El estudio identifica un conjunto de acciones secreto para los CEO en esta nueva etapa:
• Priorizar la IA como eje clave.
• Profundizar la alfabetización en IA.
• Comprometer inversiones a escalera.
• Capacitar a la estructura.
• Exigir retornos medibles de la IA.
Casi tres cuartas partes de los CEO (72%) afirman ser hoy los principales tomadores de decisiones en IA, el doble que el año pasado.
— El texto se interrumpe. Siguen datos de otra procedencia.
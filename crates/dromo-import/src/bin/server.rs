//! Import relay server binary
//!
//! Run with: cargo run -p dromo-import --bin dromo-import-server

use clap::Parser;
use dromo_import::{config::ImportConfig, server::ImportServer};
use std::path::PathBuf;
use tracing_subscriber::{layer::SubscriberExt, util::SubscriberInitExt};

#[derive(Parser, Debug)]
#[command(name = "dromo-import-server", version, about = "Dromo headless import relay")]
struct Args {
    /// TOML configuration file
    #[arg(short, long, env = "DROMO_IMPORT_CONFIG")]
    config: Option<PathBuf>,

    /// Host address (overrides config and HOST)
    #[arg(long)]
    host: Option<String>,

    /// Port (overrides config and PORT)
    #[arg(short, long)]
    port: Option<u16>,
}

#[tokio::main]
async fn main() -> anyhow::Result<()> {
    // A missing .env file is fine
    let dotenv = dotenvy::dotenv();

    // Initialize tracing
    tracing_subscriber::registry()
        .with(
            tracing_subscriber::EnvFilter::try_from_default_env()
                .unwrap_or_else(|_| "dromo_import=info,tower_http=debug".into()),
        )
        .with(tracing_subscriber::fmt::layer())
        .init();

    if let Ok(path) = dotenv {
        tracing::info!("Loaded environment from {}", path.display());
    }

    let args = Args::parse();

    // Load configuration
    let mut config = match &args.config {
        Some(path) => ImportConfig::from_file(path)?,
        None => ImportConfig::default(),
    };
    config.apply_env(|key| std::env::var(key).ok());
    if let Some(host) = args.host {
        config.server.host = host;
    }
    if let Some(port) = args.port {
        config.server.port = port;
    }

    tracing::info!("Configuration loaded");
    tracing::info!("  - Dromo API: {}", config.dromo.api_base);
    tracing::info!(
        "  - Schema: {}",
        config.dromo.schema_id.as_deref().unwrap_or("<unset>")
    );
    tracing::info!(
        "  - S3 bucket: {}",
        config.s3.bucket.as_deref().unwrap_or("<unset>")
    );
    tracing::info!(
        "  - Store: {}",
        config
            .store
            .persist_path
            .as_ref()
            .map(|p| p.display().to_string())
            .unwrap_or_else(|| "in-memory".to_string())
    );

    let server = ImportServer::new(config).await?;

    tracing::info!("Endpoints:");
    tracing::info!("  POST /import-file             - Start an import");
    tracing::info!("  GET  /import-status/:id       - Import status");
    tracing::info!("  GET  /imports                 - List imports");
    tracing::info!("  POST /webhook                 - Dromo callback");
    tracing::info!("  GET  /health                  - Liveness");

    server.start().await?;

    Ok(())
}
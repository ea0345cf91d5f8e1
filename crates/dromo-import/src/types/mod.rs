//! Core types for the import relay

pub mod import;
pub mod webhook;

pub use import::{ImportRecord, ImportStatus, StartImportRequest, StartImportResponse};
pub use webhook::{WebhookAck, WebhookUpdate};
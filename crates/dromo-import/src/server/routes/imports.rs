//! Import start and status endpoints

use axum::{
    extract::{rejection::JsonRejection, Path, State},
    Json,
};

use crate::error::{Error, Result};
use crate::server::state::AppState;
use crate::types::{ImportRecord, StartImportRequest, StartImportResponse};

/// POST /import-file - Start a headless import from an S3 object
pub async fn start_import(
    State(state): State<AppState>,
    payload: std::result::Result<Json<StartImportRequest>, JsonRejection>,
) -> Result<Json<StartImportResponse>> {
    let Json(request) = payload.map_err(|e| Error::validation(e.body_text()))?;
    let (s3_key, filename) = request.validate()?;

    let record = state.importer().start_import(&s3_key, &filename).await?;
    Ok(Json(StartImportResponse::from(&record)))
}

/// GET /import-status/:import_id - Get one import record
pub async fn get_import_status(
    State(state): State<AppState>,
    Path(import_id): Path<String>,
) -> Result<Json<ImportRecord>> {
    state
        .store()
        .get(&import_id)
        .map(Json)
        .ok_or(Error::NotFound(import_id))
}

/// GET /imports - List all import records
pub async fn list_imports(State(state): State<AppState>) -> Json<Vec<ImportRecord>> {
    Json(state.store().list())
}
Aunque la porción cree que su puesto depende del éxito de la IA, cuatro de cada cinco se muestran más optimistas sobre su potencial de retorno que hace un año.
La rápida maduración de los agentes de IA es uno de los principales factores detrás de este optimismo. Aproximadamente el 90% de los CEO considera que los agentes permitirán obtener retornos medibles en 2026, motivo por el cual más del 30% de la inversión total en IA de este año se destina a este tipo de soluciones.
“El definitivo combate para las organizaciones no será solo adoptar la IA, sino convertirla en resultados medibles, integrándola de forma coherente en sus procesos, su civilización y su táctica de crecimiento”, añadió González.